The data section start

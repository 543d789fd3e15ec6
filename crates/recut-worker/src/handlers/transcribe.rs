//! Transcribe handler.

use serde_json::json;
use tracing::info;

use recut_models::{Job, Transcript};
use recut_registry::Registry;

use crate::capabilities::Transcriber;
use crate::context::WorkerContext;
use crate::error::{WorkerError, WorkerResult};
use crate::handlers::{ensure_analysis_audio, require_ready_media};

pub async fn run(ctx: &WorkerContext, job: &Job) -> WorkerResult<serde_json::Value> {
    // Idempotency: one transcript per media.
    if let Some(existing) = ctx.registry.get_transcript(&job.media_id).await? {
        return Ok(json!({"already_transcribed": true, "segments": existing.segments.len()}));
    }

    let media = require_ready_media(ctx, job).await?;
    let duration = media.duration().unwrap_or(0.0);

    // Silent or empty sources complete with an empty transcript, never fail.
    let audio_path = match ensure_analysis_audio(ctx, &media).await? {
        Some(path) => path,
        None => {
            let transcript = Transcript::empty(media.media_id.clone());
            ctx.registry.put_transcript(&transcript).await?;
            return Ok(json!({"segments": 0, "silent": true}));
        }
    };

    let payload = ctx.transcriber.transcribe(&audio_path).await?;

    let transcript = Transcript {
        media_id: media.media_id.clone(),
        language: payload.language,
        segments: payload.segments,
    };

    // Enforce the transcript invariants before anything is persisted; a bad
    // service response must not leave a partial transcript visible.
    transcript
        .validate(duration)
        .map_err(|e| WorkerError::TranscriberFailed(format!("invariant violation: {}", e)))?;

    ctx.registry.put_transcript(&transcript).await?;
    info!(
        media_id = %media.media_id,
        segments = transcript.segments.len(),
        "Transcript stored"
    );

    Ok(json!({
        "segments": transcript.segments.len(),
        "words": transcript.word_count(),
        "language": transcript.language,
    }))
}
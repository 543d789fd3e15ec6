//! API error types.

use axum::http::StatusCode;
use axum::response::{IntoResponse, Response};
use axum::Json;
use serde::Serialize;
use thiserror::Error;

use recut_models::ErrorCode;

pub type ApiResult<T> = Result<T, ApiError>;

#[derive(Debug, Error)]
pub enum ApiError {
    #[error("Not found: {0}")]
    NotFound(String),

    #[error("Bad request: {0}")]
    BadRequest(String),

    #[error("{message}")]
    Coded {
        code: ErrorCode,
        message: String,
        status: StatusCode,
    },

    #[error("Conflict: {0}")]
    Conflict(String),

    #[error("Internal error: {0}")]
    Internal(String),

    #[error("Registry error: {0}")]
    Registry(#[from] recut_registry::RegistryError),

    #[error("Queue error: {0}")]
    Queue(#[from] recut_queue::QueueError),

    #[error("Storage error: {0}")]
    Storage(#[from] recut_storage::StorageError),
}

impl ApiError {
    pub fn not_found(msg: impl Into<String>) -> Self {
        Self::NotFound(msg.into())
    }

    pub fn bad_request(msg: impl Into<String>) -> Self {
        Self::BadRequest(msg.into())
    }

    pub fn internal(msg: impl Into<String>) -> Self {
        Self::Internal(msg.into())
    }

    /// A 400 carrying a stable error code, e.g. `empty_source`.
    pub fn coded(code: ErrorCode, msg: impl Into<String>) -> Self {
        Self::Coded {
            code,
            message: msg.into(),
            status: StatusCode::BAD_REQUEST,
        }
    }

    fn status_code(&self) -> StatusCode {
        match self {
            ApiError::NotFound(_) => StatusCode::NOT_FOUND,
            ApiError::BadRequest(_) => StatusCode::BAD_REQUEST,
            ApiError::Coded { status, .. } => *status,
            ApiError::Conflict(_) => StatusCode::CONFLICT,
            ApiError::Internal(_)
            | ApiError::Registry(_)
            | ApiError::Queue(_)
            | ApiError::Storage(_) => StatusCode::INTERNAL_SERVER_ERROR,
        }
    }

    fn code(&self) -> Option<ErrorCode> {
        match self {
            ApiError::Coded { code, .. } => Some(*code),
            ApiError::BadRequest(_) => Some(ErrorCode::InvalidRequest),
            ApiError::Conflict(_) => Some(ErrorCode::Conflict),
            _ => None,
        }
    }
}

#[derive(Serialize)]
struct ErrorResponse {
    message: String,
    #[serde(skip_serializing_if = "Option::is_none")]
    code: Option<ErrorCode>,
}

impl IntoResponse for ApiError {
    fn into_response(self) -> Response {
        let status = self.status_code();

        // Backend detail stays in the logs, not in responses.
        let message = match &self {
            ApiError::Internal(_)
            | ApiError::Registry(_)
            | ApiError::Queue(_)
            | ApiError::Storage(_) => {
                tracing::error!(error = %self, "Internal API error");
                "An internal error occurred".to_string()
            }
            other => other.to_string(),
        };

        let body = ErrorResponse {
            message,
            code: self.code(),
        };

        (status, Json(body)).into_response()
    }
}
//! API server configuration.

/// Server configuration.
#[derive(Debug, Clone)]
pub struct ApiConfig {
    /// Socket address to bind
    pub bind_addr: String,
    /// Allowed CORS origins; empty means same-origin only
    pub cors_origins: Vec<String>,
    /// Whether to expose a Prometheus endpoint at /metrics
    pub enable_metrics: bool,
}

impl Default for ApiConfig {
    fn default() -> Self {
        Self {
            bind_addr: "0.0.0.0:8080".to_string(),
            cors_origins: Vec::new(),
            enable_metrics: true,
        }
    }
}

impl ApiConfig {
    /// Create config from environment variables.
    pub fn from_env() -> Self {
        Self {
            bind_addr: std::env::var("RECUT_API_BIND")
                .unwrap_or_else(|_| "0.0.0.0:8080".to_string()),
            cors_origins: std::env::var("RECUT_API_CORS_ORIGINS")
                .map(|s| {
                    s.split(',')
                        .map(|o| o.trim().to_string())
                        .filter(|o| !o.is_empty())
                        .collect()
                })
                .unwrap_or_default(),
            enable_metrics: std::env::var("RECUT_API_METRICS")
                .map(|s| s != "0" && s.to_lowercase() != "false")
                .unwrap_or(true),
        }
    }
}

The data section end

--- Instructions to follow ---
Only a number should be returned: the count of lines above that include "Some".

--- Answer space ---
5